The ceiling groans again, and Alastor screeches, and with a horrible crack, he finally wins his tug of war with the chandelier. The piece finally tears free from the ceiling, along with a not insignificant chunk of the ceiling itself, which crashes down on and around Alastor and sends up another wave of dust and plaster.
“Shit!” Dad drops out of the air and hastily grabs at Charlie, dragging her and Vaggie close while mantling his six wings around the whole group of them. The wave of dust rolls past, and Charlie and the others cough and gag, but they’re shielded from the worst of the broken bits of ceiling and shrapnel thanks to a little angelic power.
“Everyone okay?” Vaggie asks.
“Had better days, but we’re alive,” Angel Dust says. “Thanks again, Short King.”
“Uh-huh,” Dad says distractedly, lowering his wings and turning to watch the danger again.
“Oh, Alastor,” Charlie says helplessly, the moment Dad isn’t blocking him anymore.
Alastor isn’t chained in place by chandelier anymore, but that hasn’t helped his distress any. His monstrous form keens in raw panic and scratches frantically at his head and face, trying to free himself from the metal loops and crystal threads still hooked onto and over his antlers. His whole head sags awkwardly to the left from the weight of the light fixture, forcing him to crouch awkwardly like a spider in the middle of the lobby.

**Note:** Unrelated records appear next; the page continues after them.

//! Directory tree operations over the metadata store: root bootstrap, mkdir,
//! rename, move and (non-recursive) delete.
//!
//! None of these touch fragment storage. Renaming or moving a directory rewrites
//! the `path` of everything below it so full paths stay consistent.

use std::collections::VecDeque;

use crate::domain::entry::{EntryField, EntryRepository, FileEntry};
use crate::error::AppError;
use crate::utils::paths::{ROOT, is_within, join_path, normalize_path};
use crate::utils::validation::{is_valid_path, is_valid_segment, sanitize_filename};

type Result<T> = std::result::Result<T, AppError>;

/// Creates the root directory entry if the store does not have one yet.
pub async fn ensure_root(store: &dyn EntryRepository) -> Result<()> {
    if store.get_by_path(ROOT).await?.is_some() {
        return Ok(());
    }
    match store.create_entry(FileEntry::new_root()).await {
        Ok(id) => {
            tracing::info!("created root directory entry {id}");
            Ok(())
        }
        // another instance won the race
        Err(AppError::AlreadyExists(_)) => Ok(()),
        Err(e) => Err(e),
    }
}

pub async fn create_dir(store: &dyn EntryRepository, path: &str, name: &str) -> Result<String> {
    if !is_valid_path(path) {
        return Err(AppError::InvalidPath(path.to_string()));
    }
    if !is_valid_segment(name) {
        return Err(AppError::InvalidName(name.to_string()));
    }
    let path = normalize_path(path);
    require_directory(store, &path).await?;

    let full = join_path(&path, name);
    if store.exists_by_path(&full).await? {
        return Err(AppError::AlreadyExists(full));
    }
    let id = store.create_entry(FileEntry::new_directory(name, path)).await?;
    tracing::info!("created directory {full}");
    Ok(id)
}

pub async fn rename(store: &dyn EntryRepository, id: &str, new_name: &str) -> Result<()> {
    let entry = get_movable(store, id).await?;

    let name = sanitize_filename(new_name);
    let valid = if entry.is_directory {
        is_valid_segment(&name)
    } else {
        !name.is_empty()
    };
    if !valid {
        return Err(AppError::InvalidName(new_name.to_string()));
    }
    if name == entry.name {
        return Ok(());
    }

    let target = join_path(&entry.path, &name);
    if store.exists_by_path(&target).await? {
        return Err(AppError::AlreadyExists(target));
    }

    let old_full = entry.full_path();
    store.update_field(id, EntryField::Name(name)).await?;
    if entry.is_directory {
        rewrite_descendants(store, &old_full, &target).await?;
    }
    tracing::info!("renamed {old_full} to {target}");
    Ok(())
}

/// Moves an entry into the directory `new_path`, keeping its name.
pub async fn move_entry(store: &dyn EntryRepository, id: &str, new_path: &str) -> Result<()> {
    if !is_valid_path(new_path) {
        return Err(AppError::InvalidPath(new_path.to_string()));
    }
    let entry = get_movable(store, id).await?;
    let new_path = normalize_path(new_path);
    if new_path == entry.path {
        return Ok(());
    }

    let old_full = entry.full_path();
    if entry.is_directory && is_within(&new_path, &old_full) {
        return Err(AppError::BadRequest(format!(
            "cannot move {old_full} into itself"
        )));
    }
    require_directory(store, &new_path).await?;

    let target = join_path(&new_path, &entry.name);
    if store.exists_by_path(&target).await? {
        return Err(AppError::AlreadyExists(target));
    }

    store.update_field(id, EntryField::Path(new_path)).await?;
    if entry.is_directory {
        rewrite_descendants(store, &old_full, &target).await?;
    }
    tracing::info!("moved {old_full} to {target}");
    Ok(())
}

/// Deletes a file or an empty directory. Fragments already hosted are left alone.
pub async fn delete(store: &dyn EntryRepository, id: &str) -> Result<()> {
    let entry = store
        .get_by_id(id)
        .await?
        .ok_or_else(|| AppError::BadRequest(format!("could not delete {id}: no such entry")))?;
    if entry.is_root() {
        return Err(AppError::BadRequest("the root directory cannot be deleted".to_string()));
    }
    if entry.is_directory {
        let full = entry.full_path();
        if !store.list_by_parent_path(&full).await?.is_empty() {
            return Err(AppError::DirectoryNotEmpty(full));
        }
    }
    store.delete_by_id(id).await?;
    tracing::info!("deleted {}", entry.full_path());
    Ok(())
}

async fn get_movable(store: &dyn EntryRepository, id: &str) -> Result<FileEntry> {
    let entry = store
        .get_by_id(id)
        .await?
        .ok_or_else(|| AppError::NotFound(format!("entry {id}")))?;
    if entry.is_root() {
        return Err(AppError::BadRequest(
            "the root directory cannot be renamed or moved".to_string(),
        ));
    }
    Ok(entry)
}

/// Fails unless `path` names an existing directory.
pub(crate) async fn require_directory(store: &dyn EntryRepository, path: &str) -> Result<()> {
    match store.get_by_path(path).await? {
        Some(dir) if dir.is_directory => Ok(()),
        Some(_) => Err(AppError::NotADirectory(path.to_string())),
        None => Err(AppError::BadRequest(format!(
            "directory {path} does not exist"
        ))),
    }
}

/// Points every entry below `old_root` at the matching location below `new_root`.
async fn rewrite_descendants(store: &dyn EntryRepository, old_root: &str, new_root: &str) -> Result<()> {
    let mut queue = VecDeque::from([(old_root.to_string(), new_root.to_string())]);
    while let Some((old_dir, new_dir)) = queue.pop_front() {
        for child in store.list_by_parent_path(&old_dir).await? {
            if child.is_directory {
                queue.push_back((
                    join_path(&old_dir, &child.name),
                    join_path(&new_dir, &child.name),
                ));
            }
            store
                .update_field(&child.id, EntryField::Path(new_dir.clone()))
                .await?;
        }
    }
    Ok(())
}
//! AMQP publisher: one durable queue on the default exchange, persistent delivery
//! and publisher confirms so a returned `Ok` means the broker took the message.

use async_trait::async_trait;
use lapin::options::{BasicPublishOptions, ConfirmSelectOptions, QueueDeclareOptions};
use lapin::types::{AMQPValue, FieldTable};
use lapin::publisher_confirm::Confirmation;
use lapin::{BasicProperties, Channel, Connection, ConnectionProperties};

use crate::broker::{Broker, BrokerError, ConsumerNotifier, FragmentMessage};

const PERSISTENT: u8 = 2;

#[derive(Debug, Clone)]
pub struct AmqpConfig {
    pub url: String,
    /// Routing key; the queue is declared under the same name.
    pub queue: String,
}

pub struct AmqpBroker {
    connection: Connection,
    channel: Channel,
    queue: String,
    notifier: ConsumerNotifier,
}

impl AmqpBroker {
    pub async fn connect(config: AmqpConfig, notifier: ConsumerNotifier) -> Result<Self, BrokerError> {
        let connection = Connection::connect(&config.url, ConnectionProperties::default()).await?;
        let channel = connection.create_channel().await?;
        channel
            .confirm_select(ConfirmSelectOptions::default())
            .await?;
        channel
            .queue_declare(
                &config.queue,
                QueueDeclareOptions {
                    durable: true,
                    ..Default::default()
                },
                FieldTable::default(),
            )
            .await?;
        tracing::info!("connected to AMQP broker, publishing to queue {}", config.queue);

        Ok(Self {
            connection,
            channel,
            queue: config.queue,
            notifier,
        })
    }
}

fn header_table(message: &FragmentMessage) -> FieldTable {
    let mut table = FieldTable::default();
    for (key, value) in message.headers() {
        table.insert(key.into(), AMQPValue::LongString(value.into()));
    }
    table
}

fn properties(message: &FragmentMessage) -> BasicProperties {
    let props = BasicProperties::default()
        .with_timestamp(message.timestamp.timestamp().max(0) as u64)
        .with_headers(header_table(message));
    if message.durable {
        props.with_delivery_mode(PERSISTENT)
    } else {
        props
    }
}

/// A publish only counts once the broker acked it and did not hand it back as
/// unroutable (`mandatory` publishes come back with the ack when no queue matches).
fn check_confirmation(confirmation: Confirmation) -> Result<(), String> {
    match confirmation {
        Confirmation::Ack(None) | Confirmation::NotRequested => Ok(()),
        Confirmation::Ack(Some(returned)) => Err(format!(
            "returned as unroutable ({} {})",
            returned.reply_code, returned.reply_text
        )),
        Confirmation::Nack(_) => Err("refused by the broker".to_string()),
    }
}

#[async_trait]
impl Broker for AmqpBroker {
    async fn publish(&self, message: FragmentMessage) -> Result<(), BrokerError> {
        let confirmation = self
            .channel
            .basic_publish(
                "",
                &self.queue,
                BasicPublishOptions {
                    mandatory: true,
                    ..Default::default()
                },
                &message.payload,
                properties(&message),
            )
            .await?
            .await?;

        check_confirmation(confirmation).map_err(|reason| {
            BrokerError::from(format!(
                "fragment {} of {} was not queued: {reason}",
                message.sequence, message.file_id
            ))
        })
    }

    async fn notify_consumers(&self) {
        self.notifier.notify_all().await;
    }

    async fn close(&self) -> Result<(), BrokerError> {
        self.channel.close(200, "shutdown").await?;
        self.connection.close(200, "shutdown").await?;
        tracing::info!("closed AMQP connection for queue {}", self.queue);
        Ok(())
    }
}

He shakes his head this way and that, smashes it against the destroyed walls and stairwells and screeches loudly, but he isn’t able to free himself from the restraints. His head and shoulders are covered in dust and debris from the ceiling, and his hair and left shoulder are matted in blood, possibly from something hitting him when it fell. The crystals reflect light into his eyes with bright flashes, and that only seems to alarm him further each time he tries to flinch away from them.
If what Husk said is true, Alastor doesn’t understand he’s in the middle of the hotel lobby and that it’s just a chandelier hooked over his antlers. He might think he’s still alive and still human, that he’s in the middle of a war like the one in the movie. Maybe he thinks they’re under attack, or that he’s tangled or trapped in netting, or that he’s being captured. That the pretty flashes of light from the crystals are terrifying flashes of fire from gun muzzles and explosions.
Whatever it is, it’s clearly causing him distress, because he hasn’t stopped screaming or fighting for his life. He’s hurting himself without even realizing it, and he’s putting the rest of them in danger too.
They can’t let this keep happening. They have to calm him down.
They have to find a way to get through to him.